Coronavirus Updates
Zoe Chan headshot
Executive MBA student Zoe Chan

Current Executive MBA student and Hong Kong Jockey Club Scholarship recipient Zoe (Tsz Man) Chan is dedicated to getting high-quality health services to people struggling with mental illness. As the service supervisor for Hong Kong–based New Life Psychiatric Rehabilitation Association, she came to Booth to gain the skills and tools she needed to expand her reach and generate lasting social impact in Hong Kong. She discusses how we can enhance worker well-being, particularly in the net of the pandemic.

Improving mental well-being is a process and it may take small steps at the beginning to address. But now is the time to focus on mental wellness.

We believe COVID-19 truly affected the mental health of the general public. Research articles published in the International Journal of Environmental Research and Public Health in May 2020 and the International Journal of Infectious Diseases in November 2020 both showed an increase in depression and anxiety for Hong Kong residents. The second study, which surveyed 1,500 respondents comparing their mental health state before and during COVID-19, showed that stress levels increased by 28 percent and anxiety rose by 42 percent. So Hong Kong residents saw significant increases in stress even as the city avoided lockdown measures—suggesting that in countries that imposed strict lockdowns, mental health strain could be worse.

“Everyone has to be aware of their mental well-being, especially in this harsh time.”

— Zoe Chan

At New Life Psychiatric Rehabilitation Association, we work with local corporations to employ people who have mental illness. We also offer services to people with mental illness who are looking for employment. So this shift due to COVID-19 was important for us to address.

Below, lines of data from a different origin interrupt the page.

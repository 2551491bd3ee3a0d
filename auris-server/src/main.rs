//! Auris transcription relay — server entry point.
//!
//! One process hosts the WebSocket transcription endpoint plus the small
//! read-side API over the shared session transcript. Each WebSocket
//! connection gets its own pipeline and adapter; the transcript log is the
//! only state shared between them.

mod settings;
mod ws;

use std::sync::Arc;

use anyhow::Context;
use axum::extract::State;
use axum::routing::{get, post};
use axum::{Json, Router};
use clap::Parser;
use serde_json::{json, Value};
use tokio::net::TcpListener;
use tower_http::cors::CorsLayer;
use tracing::info;

use auris_core::{AdapterSettings, Pipeline, SessionTranscript};

use settings::Settings;

#[derive(Clone)]
pub struct AppState {
    pub session: SessionTranscript,
    pub pipeline: Arc<Pipeline>,
    pub adapter_settings: AdapterSettings,
}

#[tokio::main]
async fn main() -> anyhow::Result<()> {
    init_logging();

    let settings = Settings::parse();
    info!(
        engine = %settings.engine,
        language = %settings.language,
        sample_rate_hz = settings.sample_rate_hz,
        force_stub = settings.force_stub,
        "configuration loaded"
    );

    let session = SessionTranscript::new();
    let pipeline = Arc::new(Pipeline::new(session.clone(), settings.pipeline_config()));
    let state = AppState {
        session,
        pipeline,
        adapter_settings: settings.adapter_settings(),
    };

    let app = Router::new()
        .route("/ws/transcription", get(ws::transcription_ws))
        .route("/api/status", get(status))
        .route("/api/transcript", get(transcript))
        .route("/api/session/reset", post(reset_session))
        .layer(CorsLayer::permissive())
        .with_state(state);

    let addr = settings.bind_addr();
    let listener = TcpListener::bind(&addr)
        .await
        .with_context(|| format!("failed to bind {addr}"))?;
    info!(%addr, "transcription server listening");
    axum::serve(listener, app).await.context("server error")?;
    Ok(())
}

fn init_logging() {
    let filter = std::env::var("AURIS_LOG").unwrap_or_else(|_| "info".to_string());
    let _ = tracing_subscriber::fmt()
        .with_env_filter(filter)
        .with_target(false)
        .try_init();
}

async fn status(State(state): State<AppState>) -> Json<Value> {
    Json(json!({
        "status": "ok",
        "transcript_count": state.session.len(),
    }))
}

async fn transcript(State(state): State<AppState>) -> Json<Value> {
    Json(json!({ "transcript": state.session.snapshot() }))
}

async fn reset_session(State(state): State<AppState>) -> Json<Value> {
    let cleared = state.session.clear();
    Json(json!({ "status": "reset", "cleared": cleared }))
}
//! Speech recognition backend abstraction.
//!
//! The `TranscriptionAdapter` trait decouples the pipeline from any specific
//! backend (cloud streaming session, in-process recognizer, deterministic
//! stub). One adapter instance exists per connection and is consumed by a
//! single run.
//!
//! Selection is a factory function, not inheritance: [`build_adapter`] maps
//! the configured engine name to a variant and degrades to the stub when a
//! real backend cannot be constructed (missing credentials, missing model,
//! missing native dependency). An unrecognized engine name is a hard
//! configuration error — that one refuses the connection.

pub mod cloud;
pub mod offline;
pub mod stub;

use std::path::PathBuf;

use async_trait::async_trait;
use tokio::sync::mpsc;
use tracing::{info, warn};

use crate::error::{AurisError, Result};
use crate::event::TranscriptEvent;
use crate::queue::AudioReceiver;

pub use cloud::{CloudStreamAdapter, StreamingConfig, SUPPORTED_SAMPLE_RATES};
pub use stub::StubAdapter;

#[cfg(feature = "offline")]
pub use offline::OfflineAdapter;

/// Contract for speech recognition backends.
///
/// `run` consumes the audio chunk sequence until the end-of-stream sentinel
/// and pushes transcript events into `events`. The event channel is the lazy
/// event sequence: the forward loop drains it concurrently. Dropping of the
/// receiving side means the pipeline is tearing down — adapters treat it as
/// a normal stop, not an error. Returning `Err` aborts the run; the pipeline
/// logs it as a backend streaming failure and proceeds to drain.
#[async_trait]
pub trait TranscriptionAdapter: Send + 'static {
    /// Stable variant name, for logs.
    fn name(&self) -> &'static str;

    async fn run(
        &mut self,
        audio: AudioReceiver,
        events: mpsc::Sender<TranscriptEvent>,
    ) -> Result<()>;
}

/// Everything the factory needs to construct an adapter for one connection.
#[derive(Debug, Clone)]
pub struct AdapterSettings {
    /// Requested engine: `"cloud"`, `"offline"` or `"stub"`.
    pub engine: String,
    /// BCP-47-ish language code handed to the backend.
    pub language: String,
    /// Negotiated client capture rate.
    pub sample_rate_hz: u32,
    /// Operator override: always use the stub, whatever `engine` says.
    pub force_stub: bool,
    pub cloud_endpoint: String,
    pub cloud_api_key: Option<String>,
    pub punctuate: bool,
    /// Offline recognizer model directory.
    pub model_path: Option<PathBuf>,
}

impl Default for AdapterSettings {
    fn default() -> Self {
        Self {
            engine: "stub".to_string(),
            language: "en".to_string(),
            sample_rate_hz: 16_000,
            force_stub: false,
            cloud_endpoint: "wss://asr.example.com/v1/stream".to_string(),
            cloud_api_key: None,
            punctuate: true,
            model_path: None,
        }
    }
}

/// Construct the adapter for one connection, applying the fallback policy.
///
/// # Errors
/// `AurisError::UnknownEngine` for an unrecognized engine name. Recoverable
/// construction failures of real backends never surface here — they degrade
/// to the stub with a warning.
pub fn build_adapter(settings: &AdapterSettings) -> Result<Box<dyn TranscriptionAdapter>> {
    if settings.force_stub {
        info!(engine = %settings.engine, "stub override active");
        return Ok(Box::new(StubAdapter::new(&settings.engine, &settings.language)));
    }

    match settings.engine.as_str() {
        "stub" => Ok(Box::new(StubAdapter::new("stub", &settings.language))),
        "cloud" => match CloudStreamAdapter::from_settings(settings) {
            Ok(adapter) => Ok(Box::new(adapter)),
            Err(e) if e.is_stub_recoverable() => {
                warn!(error = %e, "cloud backend unavailable — substituting stub");
                Ok(Box::new(StubAdapter::new("cloud", &settings.language)))
            }
            Err(e) => Err(e),
        },
        "offline" => build_offline(settings),
        other => Err(AurisError::UnknownEngine(other.to_string())),
    }
}

#[cfg(feature = "offline")]
fn build_offline(settings: &AdapterSettings) -> Result<Box<dyn TranscriptionAdapter>> {
    match OfflineAdapter::from_settings(settings) {
        Ok(adapter) => Ok(Box::new(adapter)),
        Err(e) if e.is_stub_recoverable() => {
            warn!(error = %e, "offline backend unavailable — substituting stub");
            Ok(Box::new(StubAdapter::new("offline", &settings.language)))
        }
        Err(e) => Err(e),
    }
}

#[cfg(not(feature = "offline"))]
fn build_offline(settings: &AdapterSettings) -> Result<Box<dyn TranscriptionAdapter>> {
    warn!(
        error = %AurisError::OfflineSupportMissing,
        "offline backend unavailable — substituting stub"
    );
    Ok(Box::new(StubAdapter::new("offline", &settings.language)))
}
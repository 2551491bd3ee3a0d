//! WebSocket transcription endpoint.
//!
//! Binary frames are audio; text frames are logged and skipped. The socket
//! is split so the pipeline's ingest loop owns the read half while the
//! forward and heartbeat loops share the write half through `WsEventSink`,
//! which serializes writes behind a mutex.

use std::sync::atomic::{AtomicBool, Ordering};
use std::sync::Arc;

use async_trait::async_trait;
use axum::extract::ws::{CloseFrame, Message, WebSocket, WebSocketUpgrade};
use axum::extract::State;
use axum::response::Response;
use futures_util::stream::{SplitSink, SplitStream};
use futures_util::{SinkExt, StreamExt};
use tokio::sync::Mutex;
use tracing::{error, info, warn};

use auris_core::pipeline::INTERNAL_ERROR_CLOSE_CODE;
use auris_core::{build_adapter, AurisError, EventSink, FrameSource, OutboundMessage, Result};

use crate::AppState;

pub async fn transcription_ws(State(state): State<AppState>, ws: WebSocketUpgrade) -> Response {
    ws.on_upgrade(move |socket| handle_socket(socket, state))
}

async fn handle_socket(mut socket: WebSocket, state: AppState) {
    info!("transcription stream opened");

    let adapter = match build_adapter(&state.adapter_settings) {
        Ok(adapter) => adapter,
        Err(e) => {
            // Unknown engine and the like: refuse the connection outright.
            error!(error = %e, "adapter construction failed — refusing connection");
            let _ = socket
                .send(Message::Close(Some(CloseFrame {
                    code: INTERNAL_ERROR_CLOSE_CODE,
                    reason: "configuration error".into(),
                })))
                .await;
            return;
        }
    };

    let (writer, reader) = socket.split();
    let sink: Arc<dyn EventSink> = Arc::new(WsEventSink::new(writer));
    let mut source = WsFrameSource { reader };

    match state.pipeline.run(&mut source, sink, adapter).await {
        Ok(summary) => info!(
            chunks = summary.chunks,
            forwarded = summary.stats.forwarded,
            persisted = summary.stats.persisted,
            reason = ?summary.reason,
            "transcription stream closed"
        ),
        Err(e) => error!(error = %e, "transcription stream failed"),
    }
}

struct WsFrameSource {
    reader: SplitStream<WebSocket>,
}

#[async_trait]
impl FrameSource for WsFrameSource {
    async fn next_audio(&mut self) -> Result<Option<Vec<u8>>> {
        while let Some(frame) = self.reader.next().await {
            match frame {
                Ok(Message::Binary(data)) => return Ok(Some(data)),
                Ok(Message::Close(_)) => return Ok(None),
                Ok(Message::Text(text)) => {
                    warn!(len = text.len(), "ignoring text frame on the audio stream");
                }
                Ok(Message::Ping(_)) | Ok(Message::Pong(_)) => {}
                Err(e) => return Err(AurisError::Transport(format!("websocket read failed: {e}"))),
            }
        }
        Ok(None)
    }
}

struct WsEventSink {
    writer: Mutex<SplitSink<WebSocket, Message>>,
    connected: AtomicBool,
}

impl WsEventSink {
    fn new(writer: SplitSink<WebSocket, Message>) -> Self {
        Self {
            writer: Mutex::new(writer),
            connected: AtomicBool::new(true),
        }
    }

    async fn dispatch(&self, message: Message) -> Result<()> {
        let mut writer = self.writer.lock().await;
        match writer.send(message).await {
            Ok(()) => Ok(()),
            Err(e) => {
                self.connected.store(false, Ordering::SeqCst);
                Err(AurisError::Transport(format!("websocket send failed: {e}")))
            }
        }
    }
}

#[async_trait]
impl EventSink for WsEventSink {
    async fn send(&self, message: &OutboundMessage) -> Result<()> {
        let payload = serde_json::to_string(message)
            .map_err(|e| AurisError::Backend(format!("encode outbound message: {e}")))?;
        self.dispatch(Message::Text(payload)).await
    }

    async fn ping(&self) -> Result<()> {
        self.dispatch(Message::Ping(Vec::new())).await
    }

    async fn close(&self, code: u16) {
        let _ = self
            .dispatch(Message::Close(Some(CloseFrame {
                code,
                reason: "internal error".into(),
            })))
            .await;
        self.connected.store(false, Ordering::SeqCst);
    }

    fn is_connected(&self) -> bool {
        self.connected.load(Ordering::SeqCst)
    }
}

We are working with companies to create new mental wellness routines for their staff—130 companies in Hong Kong have joined the effort. We launched a campaign across the country to call attention to the importance of taking care of mental well-being daily. Called dayday 330, the campaign encourages people to take microbreaks from work every day for three minutes and 30 seconds. We encourage member-companies to explain the program to their staff and set the daily microbreak at 3:30 p.m., to make it easy to remember.

We encourage people to partake in some small activities during those three minutes and 30 seconds. Have a cup of coffee, listen to a song start to finish, read a small chapter in a book. These breaks can give workers time to relax and get away from the workplace. We also encourage companies to create days focused on mental well-being, such as retreat days, or even a day to bring in special snacks as a way to emphasize that every day is a special day.

To help companies enrich the lives of their staff, we are also creating workshops—anything from woodworking to classes with a Chinese medicine practitioner who suggests foods and drinks to promote relaxation—fun activities that encourage destressing for employees. Companies can help with stress relief by offering places to blow off steam, such as exercise corners or rooms.

Making it work requires buy-in from top management so it can filter down to everyone. One way to start is by having an open and inclusive corporate culture to reduce the stigma of talking about mental illness. Everyone has a responsibility to foster mental well-being.

We encourage firms to have wellness teams composed of staff from across departments, which allows the team members to promote mental wellness throughout the firm and encourages interaction between employees who might not otherwise socialize.

Mental wellness incorporates physical, emotional, psychological, and social health. Our target is not just for individual or personal growth, but also for social growth between people. You have to bond with others, and then have some social culture, to build resilience and build a community. Everyone has to be aware of their mental well-being, especially in this harsh time. We should care not only about ourselves, but also others.